La delegación negociadora del Gobierno Nacional encabezada por Humberto de la Calle, llegó ayer a La Habana con la urgencia de alcanzar un acuerdo en materia agraria con las Farc, en la novena ronda del proceso de paz, que el próximo 19 de mayo cumplirá seis meses.
De la Calle y la delegación del Gobierno partieron desde el aeropuerto militar de Catam a las 10 a.m. con rumbo a la isla caribeña, donde están los delegados de las Fuerzas Armadas Revolucionarias de Colombia (Farc).
La delegación del Gobierno llegó a Cuba con el mandato del presidente Juan Manuel Santos de lograr un acuerdo en materia agraria, el primer punto de la agenda del que los negociadores aún no han salido.
Y es que el Gobierno y las Farc se sentaron para negociar un acuerdo de paz en La Habana hace ya medio año, el 19 de noviembre, y desde entonces solo han discutido sobre el problema agrario.
De la Calle calificó al término de la octava ronda de conversaciones como 'insuficiente' el ritmo de las conversaciones, e hizo así explícito la incomodidad y nerviosismo de sectores del Gobierno y la sociedad colombiana ante el estancamiento de un proceso que Santos dijo al inicio que debía ser de meses, y no años.
Pese a esta incomodidad, Jesús Santrich, uno de los negociadores de las Farc también dijo, al termino del octavo ciclo, que el país conocería los acuerdos alcanzados en materia agraria a mediados de mayo, por lo que se espera que en esta ocasión, sí se anuncie el acuerdo.

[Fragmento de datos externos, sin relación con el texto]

//! Terminal chat client.
//!
//! [`ChatView`] holds the display state; this module wires it to the relay
//! socket and the conversation API.

mod view;

use anyhow::{bail, Context, Result};
use futures_util::{SinkExt, StreamExt};
use tokio::io::{AsyncBufReadExt, BufReader};
use tokio_tungstenite::tungstenite::{
    client::IntoClientRequest,
    http::{header::AUTHORIZATION, HeaderValue},
    Message,
};

use crate::{
    rooms::{ClientEvent, MarkedRead, RoomKey, ServerEvent, StoredMessage, UnreadCount, UserAnnouncement},
    EntityId, UserId,
};

pub use view::{Author, ChatEntry, ChatView, Delivery, Incoming};

/// HTTP side of the chat: history, unread counters, read receipts.
#[derive(Clone)]
pub struct ConversationApi {
    http: reqwest::Client,
    base_url: String,
    token: Option<String>,
}

impl ConversationApi {
    pub fn new(base_url: &str, token: Option<String>) -> Self {
        ConversationApi {
            http: reqwest::Client::new(),
            base_url: base_url.trim_end_matches('/').to_owned(),
            token,
        }
    }

    fn authorize(&self, request: reqwest::RequestBuilder) -> reqwest::RequestBuilder {
        match &self.token {
            Some(token) => request.bearer_auth(token),
            None => request,
        }
    }

    pub async fn conversation(&self, user_id: UserId, other_user_id: UserId) -> Result<Vec<StoredMessage>> {
        let url = format!("{}/conversation/{user_id}/{other_user_id}", self.base_url);
        let messages = self.authorize(self.http.get(url))
            .send()
            .await?
            .error_for_status()?
            .json()
            .await?;
        Ok(messages)
    }

    pub async fn unread_count(&self, user_id: UserId) -> Result<i64> {
        let url = format!("{}/unread-count/{user_id}", self.base_url);
        let UnreadCount { count } = self.authorize(self.http.get(url))
            .send()
            .await?
            .error_for_status()?
            .json()
            .await?;
        Ok(count)
    }

    pub async fn mark_as_read(&self, user_id: UserId, other_user_id: UserId) -> Result<u64> {
        let url = format!("{}/mark-as-read/{user_id}/{other_user_id}", self.base_url);
        let MarkedRead { updated } = self.authorize(self.http.post(url))
            .send()
            .await?
            .error_for_status()?
            .json()
            .await?;
        Ok(updated)
    }
}

#[derive(Debug, Clone)]
pub struct ChatOptions {
    /// Base HTTP url of the server, e.g. `http://127.0.0.1:8080`
    pub server: String,
    pub token: Option<String>,
    pub user_id: UserId,
    pub peer_id: UserId,
    pub entity_id: EntityId,
    /// Mark sends as failed after this long without an echo. `None` waits forever.
    pub pending_timeout: Option<time::Duration>,
}

/// `http(s)://host` → `ws(s)://host/ws`
pub fn socket_url(server: &str) -> String {
    let server = server.trim_end_matches('/');
    let server = if let Some(rest) = server.strip_prefix("https://") {
        format!("wss://{rest}")
    } else if let Some(rest) = server.strip_prefix("http://") {
        format!("ws://{rest}")
    } else {
        server.to_owned()
    };
    format!("{server}/ws")
}

fn encode(event: &ClientEvent) -> Result<Message> {
    Ok(Message::Text(serde_json::to_string(event)?.into()))
}

fn render(view: &ChatView, entry: &ChatEntry) {
    let who = if view.is_mine(entry) { "me".to_owned() } else { format!("#{}", entry.author_user_id) };
    let mark = match entry.delivery {
        Delivery::Pending { .. } => " …",
        Delivery::Confirmed => "",
        Delivery::Failed => match entry.temp_id {
            Some(_) => " (failed, /retry to resend)",
            None => " (failed)",
        },
    };
    println!("[{who}] {}{mark}", entry.text);
}

/// Runs an interactive conversation with `options.peer_id` until stdin closes
/// or the relay goes away.
pub async fn run_chat(options: ChatOptions) -> Result<()> {
    let api = ConversationApi::new(&options.server, options.token.clone());
    let mut view = ChatView::new(options.user_id, options.entity_id);

    let mut request = socket_url(&options.server).into_client_request()?;
    if let Some(token) = &options.token {
        request.headers_mut().insert(AUTHORIZATION, HeaderValue::from_str(&format!("Bearer {token}"))?);
    }

    let (socket, _) = tokio_tungstenite::connect_async(request)
        .await
        .context("cannot reach the chat relay")?;
    let (mut sink, mut stream) = socket.split();

    // the relay introduces itself before anything else
    loop {
        let Some(frame) = stream.next().await else {
            bail!("relay closed before greeting");
        };
        if let Message::Text(text) = frame? {
            if let Ok(ServerEvent::Connected(hello)) = serde_json::from_str::<ServerEvent>(text.as_str()) {
                tracing::info!(connection = %hello.connection_id, "connected");
                view.set_connection(hello.connection_id);
                break;
            }
        }
    }

    sink.send(encode(&ClientEvent::Announce(UserAnnouncement { id: options.user_id }))?).await?;

    let room: RoomKey = view.select_room(options.peer_id)?;
    sink.send(encode(&ClientEvent::Join(room.to_string()))?).await?;

    let history = api.conversation(options.user_id, options.peer_id).await?;
    view.load_history(room, history);
    let updated = api.mark_as_read(options.user_id, options.peer_id).await?;
    tracing::debug!(updated, "marked conversation as read");
    let unread = api.unread_count(options.user_id).await?;

    tracing::debug!(user = view.user_id(), connection = ?view.connection(), room = ?view.room(), "conversation open");
    println!("room {room}, {unread} unread elsewhere");
    for entry in view.entries() {
        render(&view, entry);
    }

    let mut lines = BufReader::new(tokio::io::stdin()).lines();
    let mut expiry = tokio::time::interval(std::time::Duration::from_secs(1));

    loop {
        tokio::select! {
            line = lines.next_line() => {
                let Some(line) = line? else {
                    break;
                };

                if line.trim() == "/retry" {
                    let failed: Vec<_> = view.entries()
                        .iter()
                        .filter(|entry| entry.delivery == Delivery::Failed)
                        .filter_map(|entry| entry.temp_id)
                        .collect();
                    for temp_id in failed {
                        if let Some(dto) = view.retry(temp_id)? {
                            sink.send(encode(&ClientEvent::CreateMessage(dto))?).await?;
                        }
                    }
                    continue;
                }

                let dto = match view.send_message(&line) {
                    Ok(dto) => dto,
                    Err(err) => {
                        eprintln!("{err}");
                        continue;
                    }
                };

                sink.send(encode(&ClientEvent::CreateMessage(dto))?).await?;
            }

            frame = stream.next() => {
                let Some(frame) = frame else {
                    bail!("relay closed the connection");
                };
                let Message::Text(text) = frame? else {
                    continue;
                };

                match serde_json::from_str::<ServerEvent>(text.as_str()) {
                    Ok(ServerEvent::NewMessage(msg)) => {
                        let from = msg.from_user_id;
                        let target = msg.room.parse::<RoomKey>().ok();
                        match view.on_incoming(msg) {
                            Incoming::Appended(index) | Incoming::Reconciled(index) => {
                                render(&view, &view.entries()[index]);
                                if from == options.peer_id {
                                    api.mark_as_read(options.user_id, options.peer_id).await?;
                                }
                            }
                            Incoming::Discarded => {
                                if let Some(other) = target {
                                    println!("(new message from #{from}, {} unseen)", view.unseen(&other));
                                }
                            }
                            Incoming::Settled(_) | Incoming::Duplicate => {}
                        }
                    }
                    Ok(ServerEvent::UpdateOnlineUsers(users)) => {
                        let online = users.contains(&options.peer_id);
                        tracing::debug!(?users, "presence update");
                        println!("(#{} is {})", options.peer_id, if online { "online" } else { "offline" });
                    }
                    Ok(ServerEvent::Connected(hello)) => view.set_connection(hello.connection_id),
                    Err(err) => tracing::warn!("unreadable event: {err}"),
                }
            }

            _ = expiry.tick(), if options.pending_timeout.is_some() => {
                if let Some(timeout) = options.pending_timeout {
                    if view.expire_pending(time::OffsetDateTime::now_utc(), timeout) > 0 {
                        for entry in view.entries().iter().filter(|entry| entry.delivery == Delivery::Failed) {
                            render(&view, entry);
                        }
                    }
                }
            }
        }
    }

    Ok(())
}

#[cfg(test)]
mod tests {
    use super::*;

    #[test]
    fn socket_url_from_http_base() {
        assert_eq!(socket_url("http://127.0.0.1:8080"), "ws://127.0.0.1:8080/ws");
        assert_eq!(socket_url("https://chat.example/"), "wss://chat.example/ws");
        assert_eq!(socket_url("ws://host"), "ws://host/ws");
    }
}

En caso de que se concrete el entendimiento en materia agraria, las dos delegaciones pasarán a despachar el segundo punto de la agenda, el que se refiere a las garantías políticas para el ejercicio de la oposición política para los guerrilleros.
La opinión pública debate ahora sobre la participación de los miembros de la guerrilla en las instituciones una vez alcanzado el hipotético acuerdo de paz y los mecanismos de justicia transicional que se aplicarían a los guerrilleros desmovilizados.
De otro lado, en el Senado, el congresista Carlos Ramiro Chavarro propuso que, en caso de no lograr un acuerdo con las Farc en noviembre, se suspendan temporalmente los diálogos una vez se inicie la próxima campaña electoral a la Presidencia, para que el nuevo Gobierno los reanude.